Task requirements: Your answer must be every line of the data that holds the string "ReleasePolicy".
### Given data
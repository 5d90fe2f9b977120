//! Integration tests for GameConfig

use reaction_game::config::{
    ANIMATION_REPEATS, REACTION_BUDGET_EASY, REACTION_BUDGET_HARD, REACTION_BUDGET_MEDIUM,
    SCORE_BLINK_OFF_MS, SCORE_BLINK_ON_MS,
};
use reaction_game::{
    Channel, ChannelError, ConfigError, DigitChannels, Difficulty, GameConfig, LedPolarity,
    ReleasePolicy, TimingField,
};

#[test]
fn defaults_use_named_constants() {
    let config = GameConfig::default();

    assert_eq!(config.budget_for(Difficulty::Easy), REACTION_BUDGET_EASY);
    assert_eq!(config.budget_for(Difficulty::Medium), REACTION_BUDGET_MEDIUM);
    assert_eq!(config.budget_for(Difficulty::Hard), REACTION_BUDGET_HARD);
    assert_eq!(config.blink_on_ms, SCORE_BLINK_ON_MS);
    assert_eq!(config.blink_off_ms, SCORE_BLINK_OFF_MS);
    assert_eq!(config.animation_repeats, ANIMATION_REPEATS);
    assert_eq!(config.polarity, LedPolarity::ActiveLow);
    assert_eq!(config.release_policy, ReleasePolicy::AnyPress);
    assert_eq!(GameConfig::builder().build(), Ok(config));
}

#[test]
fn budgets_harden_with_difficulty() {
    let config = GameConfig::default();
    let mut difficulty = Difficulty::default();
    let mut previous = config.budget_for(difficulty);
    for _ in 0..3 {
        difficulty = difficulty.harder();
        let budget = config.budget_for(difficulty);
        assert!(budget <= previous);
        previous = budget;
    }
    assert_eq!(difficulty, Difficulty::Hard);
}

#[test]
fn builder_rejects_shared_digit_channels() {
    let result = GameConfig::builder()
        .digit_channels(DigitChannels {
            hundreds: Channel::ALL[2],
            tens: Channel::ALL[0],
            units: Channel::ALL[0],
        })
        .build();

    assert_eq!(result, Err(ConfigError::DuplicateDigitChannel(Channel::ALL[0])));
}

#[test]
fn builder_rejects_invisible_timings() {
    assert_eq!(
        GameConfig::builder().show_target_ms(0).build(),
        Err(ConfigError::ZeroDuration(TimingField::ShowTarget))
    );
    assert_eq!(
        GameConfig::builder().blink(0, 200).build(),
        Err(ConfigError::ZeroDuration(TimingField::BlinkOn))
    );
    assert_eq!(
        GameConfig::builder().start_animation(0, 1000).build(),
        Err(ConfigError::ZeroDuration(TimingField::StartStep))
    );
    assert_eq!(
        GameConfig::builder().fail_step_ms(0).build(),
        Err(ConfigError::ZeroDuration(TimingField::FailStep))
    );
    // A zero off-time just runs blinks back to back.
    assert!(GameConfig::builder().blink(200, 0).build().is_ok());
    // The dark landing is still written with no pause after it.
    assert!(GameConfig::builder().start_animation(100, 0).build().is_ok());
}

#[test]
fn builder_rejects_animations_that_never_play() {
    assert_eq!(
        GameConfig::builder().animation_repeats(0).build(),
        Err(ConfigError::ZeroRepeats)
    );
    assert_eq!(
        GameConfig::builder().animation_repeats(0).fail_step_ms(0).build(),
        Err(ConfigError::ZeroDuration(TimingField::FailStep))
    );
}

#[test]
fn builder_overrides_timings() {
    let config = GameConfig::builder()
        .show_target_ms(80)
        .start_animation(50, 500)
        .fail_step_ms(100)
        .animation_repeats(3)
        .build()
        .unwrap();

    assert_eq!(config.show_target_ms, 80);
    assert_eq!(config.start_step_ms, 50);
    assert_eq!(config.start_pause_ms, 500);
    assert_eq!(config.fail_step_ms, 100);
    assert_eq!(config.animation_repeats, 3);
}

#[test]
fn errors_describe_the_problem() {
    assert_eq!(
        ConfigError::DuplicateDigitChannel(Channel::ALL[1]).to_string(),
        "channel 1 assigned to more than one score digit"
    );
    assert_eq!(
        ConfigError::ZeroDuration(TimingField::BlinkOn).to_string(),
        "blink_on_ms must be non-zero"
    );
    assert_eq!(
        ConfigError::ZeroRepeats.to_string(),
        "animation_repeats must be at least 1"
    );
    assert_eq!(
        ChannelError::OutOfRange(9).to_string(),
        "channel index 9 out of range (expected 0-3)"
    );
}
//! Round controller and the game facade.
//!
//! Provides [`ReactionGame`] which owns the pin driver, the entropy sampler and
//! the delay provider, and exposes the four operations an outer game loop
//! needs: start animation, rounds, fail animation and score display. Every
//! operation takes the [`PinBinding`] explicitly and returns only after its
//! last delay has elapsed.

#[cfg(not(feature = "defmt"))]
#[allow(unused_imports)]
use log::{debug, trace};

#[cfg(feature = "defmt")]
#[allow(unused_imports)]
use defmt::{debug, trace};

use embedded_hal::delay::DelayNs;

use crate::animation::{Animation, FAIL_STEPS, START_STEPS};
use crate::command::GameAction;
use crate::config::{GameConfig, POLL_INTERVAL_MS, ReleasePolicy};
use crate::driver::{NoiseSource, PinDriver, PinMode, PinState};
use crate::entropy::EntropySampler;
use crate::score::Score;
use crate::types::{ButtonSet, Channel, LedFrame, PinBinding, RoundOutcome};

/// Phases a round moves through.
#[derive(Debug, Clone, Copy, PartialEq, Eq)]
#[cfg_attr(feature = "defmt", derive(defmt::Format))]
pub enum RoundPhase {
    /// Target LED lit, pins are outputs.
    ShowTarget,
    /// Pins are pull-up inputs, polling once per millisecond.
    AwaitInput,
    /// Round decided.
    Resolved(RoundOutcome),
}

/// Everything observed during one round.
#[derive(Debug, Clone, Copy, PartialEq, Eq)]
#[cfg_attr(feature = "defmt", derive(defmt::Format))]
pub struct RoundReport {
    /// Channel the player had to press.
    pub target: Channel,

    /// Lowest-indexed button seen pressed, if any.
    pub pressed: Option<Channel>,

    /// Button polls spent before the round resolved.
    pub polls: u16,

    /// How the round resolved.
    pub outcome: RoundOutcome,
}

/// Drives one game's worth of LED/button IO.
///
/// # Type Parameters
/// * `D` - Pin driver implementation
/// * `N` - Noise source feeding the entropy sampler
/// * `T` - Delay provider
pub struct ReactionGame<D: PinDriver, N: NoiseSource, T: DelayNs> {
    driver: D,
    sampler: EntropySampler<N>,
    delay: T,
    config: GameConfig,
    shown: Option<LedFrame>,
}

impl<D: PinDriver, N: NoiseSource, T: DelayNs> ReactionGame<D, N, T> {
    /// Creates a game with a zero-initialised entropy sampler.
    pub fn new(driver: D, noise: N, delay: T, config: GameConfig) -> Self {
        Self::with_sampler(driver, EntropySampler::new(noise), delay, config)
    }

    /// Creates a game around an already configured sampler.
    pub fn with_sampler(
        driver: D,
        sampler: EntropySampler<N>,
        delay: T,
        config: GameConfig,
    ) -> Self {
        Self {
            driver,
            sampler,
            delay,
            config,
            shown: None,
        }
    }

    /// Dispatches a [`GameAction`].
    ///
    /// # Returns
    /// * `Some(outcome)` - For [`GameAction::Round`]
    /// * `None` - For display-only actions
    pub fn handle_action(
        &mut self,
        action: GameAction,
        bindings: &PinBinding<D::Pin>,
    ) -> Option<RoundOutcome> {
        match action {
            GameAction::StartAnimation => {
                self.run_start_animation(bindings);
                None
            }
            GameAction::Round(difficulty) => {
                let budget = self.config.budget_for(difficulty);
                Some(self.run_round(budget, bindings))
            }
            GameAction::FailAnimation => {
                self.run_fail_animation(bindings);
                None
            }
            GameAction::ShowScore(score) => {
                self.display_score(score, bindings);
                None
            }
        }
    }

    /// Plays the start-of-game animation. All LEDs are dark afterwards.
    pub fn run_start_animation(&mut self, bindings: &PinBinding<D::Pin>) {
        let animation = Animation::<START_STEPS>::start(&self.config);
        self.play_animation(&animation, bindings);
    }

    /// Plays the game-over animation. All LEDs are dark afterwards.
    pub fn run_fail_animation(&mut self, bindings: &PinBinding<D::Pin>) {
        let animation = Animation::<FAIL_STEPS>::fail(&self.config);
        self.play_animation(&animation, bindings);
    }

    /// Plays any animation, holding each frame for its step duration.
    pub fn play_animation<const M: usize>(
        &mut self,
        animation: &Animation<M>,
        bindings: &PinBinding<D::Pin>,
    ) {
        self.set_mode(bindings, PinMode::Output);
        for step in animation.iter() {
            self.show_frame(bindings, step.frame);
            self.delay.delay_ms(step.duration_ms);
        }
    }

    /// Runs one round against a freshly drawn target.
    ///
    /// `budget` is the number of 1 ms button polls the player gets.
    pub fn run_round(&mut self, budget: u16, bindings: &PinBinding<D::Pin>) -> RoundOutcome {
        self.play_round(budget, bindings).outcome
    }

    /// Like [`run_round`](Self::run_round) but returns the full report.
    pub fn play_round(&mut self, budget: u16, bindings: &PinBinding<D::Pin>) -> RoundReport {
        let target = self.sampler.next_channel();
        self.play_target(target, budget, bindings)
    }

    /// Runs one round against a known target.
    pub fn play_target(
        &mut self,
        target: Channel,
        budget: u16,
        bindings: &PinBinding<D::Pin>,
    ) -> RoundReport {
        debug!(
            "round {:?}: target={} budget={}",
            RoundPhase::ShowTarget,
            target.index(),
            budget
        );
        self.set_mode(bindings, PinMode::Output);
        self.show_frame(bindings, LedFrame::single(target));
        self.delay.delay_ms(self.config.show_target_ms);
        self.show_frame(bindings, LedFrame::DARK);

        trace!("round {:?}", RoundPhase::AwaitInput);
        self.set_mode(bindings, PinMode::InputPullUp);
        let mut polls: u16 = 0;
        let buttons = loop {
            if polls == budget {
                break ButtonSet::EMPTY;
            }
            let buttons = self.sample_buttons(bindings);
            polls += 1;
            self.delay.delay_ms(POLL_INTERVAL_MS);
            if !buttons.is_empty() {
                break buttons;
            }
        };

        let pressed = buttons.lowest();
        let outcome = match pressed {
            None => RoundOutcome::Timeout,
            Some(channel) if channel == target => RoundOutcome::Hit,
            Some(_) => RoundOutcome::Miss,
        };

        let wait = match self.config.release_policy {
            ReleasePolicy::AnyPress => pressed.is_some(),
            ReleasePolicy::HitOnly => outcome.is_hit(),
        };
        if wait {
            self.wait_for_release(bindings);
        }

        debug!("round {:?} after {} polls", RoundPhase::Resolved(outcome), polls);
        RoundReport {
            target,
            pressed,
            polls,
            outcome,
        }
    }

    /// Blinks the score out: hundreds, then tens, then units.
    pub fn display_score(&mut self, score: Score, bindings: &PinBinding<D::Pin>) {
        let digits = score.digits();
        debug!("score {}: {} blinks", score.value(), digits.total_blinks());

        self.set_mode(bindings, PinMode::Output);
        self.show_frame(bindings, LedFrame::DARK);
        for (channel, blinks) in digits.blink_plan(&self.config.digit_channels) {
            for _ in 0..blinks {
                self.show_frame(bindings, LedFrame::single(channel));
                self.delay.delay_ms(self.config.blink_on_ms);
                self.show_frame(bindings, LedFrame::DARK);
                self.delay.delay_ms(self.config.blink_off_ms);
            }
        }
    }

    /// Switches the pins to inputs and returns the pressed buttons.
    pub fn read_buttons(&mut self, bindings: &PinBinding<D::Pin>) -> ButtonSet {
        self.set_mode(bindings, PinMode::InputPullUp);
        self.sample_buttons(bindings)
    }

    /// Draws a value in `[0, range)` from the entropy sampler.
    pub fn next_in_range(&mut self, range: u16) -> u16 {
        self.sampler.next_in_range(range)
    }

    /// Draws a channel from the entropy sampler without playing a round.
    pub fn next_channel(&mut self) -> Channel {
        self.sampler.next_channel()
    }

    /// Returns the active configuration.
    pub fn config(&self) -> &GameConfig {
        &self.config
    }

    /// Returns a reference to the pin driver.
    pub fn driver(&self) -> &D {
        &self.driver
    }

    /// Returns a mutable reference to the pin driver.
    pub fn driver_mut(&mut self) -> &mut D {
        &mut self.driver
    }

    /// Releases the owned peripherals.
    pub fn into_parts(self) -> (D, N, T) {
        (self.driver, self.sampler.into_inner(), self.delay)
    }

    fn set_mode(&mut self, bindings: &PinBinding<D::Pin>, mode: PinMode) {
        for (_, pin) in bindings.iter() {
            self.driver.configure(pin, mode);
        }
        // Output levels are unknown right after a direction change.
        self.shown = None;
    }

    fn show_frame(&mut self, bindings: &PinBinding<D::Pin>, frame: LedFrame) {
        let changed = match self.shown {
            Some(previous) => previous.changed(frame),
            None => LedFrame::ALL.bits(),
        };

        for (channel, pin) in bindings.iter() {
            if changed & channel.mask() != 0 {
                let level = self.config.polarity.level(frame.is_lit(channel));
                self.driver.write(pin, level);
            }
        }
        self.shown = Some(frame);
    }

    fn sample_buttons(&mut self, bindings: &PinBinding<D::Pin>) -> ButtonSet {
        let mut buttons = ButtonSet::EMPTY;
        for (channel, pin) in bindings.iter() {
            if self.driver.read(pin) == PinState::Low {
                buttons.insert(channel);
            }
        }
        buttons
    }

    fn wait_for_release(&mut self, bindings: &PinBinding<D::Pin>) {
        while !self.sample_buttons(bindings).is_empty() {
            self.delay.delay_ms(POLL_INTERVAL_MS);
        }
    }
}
######
Answer section:
    ReleasePolicy, TimingField,
    assert_eq!(config.release_policy, ReleasePolicy::AnyPress);
use crate::config::{GameConfig, POLL_INTERVAL_MS, ReleasePolicy};
            ReleasePolicy::AnyPress => pressed.is_some(),
            ReleasePolicy::HitOnly => outcome.is_hit(),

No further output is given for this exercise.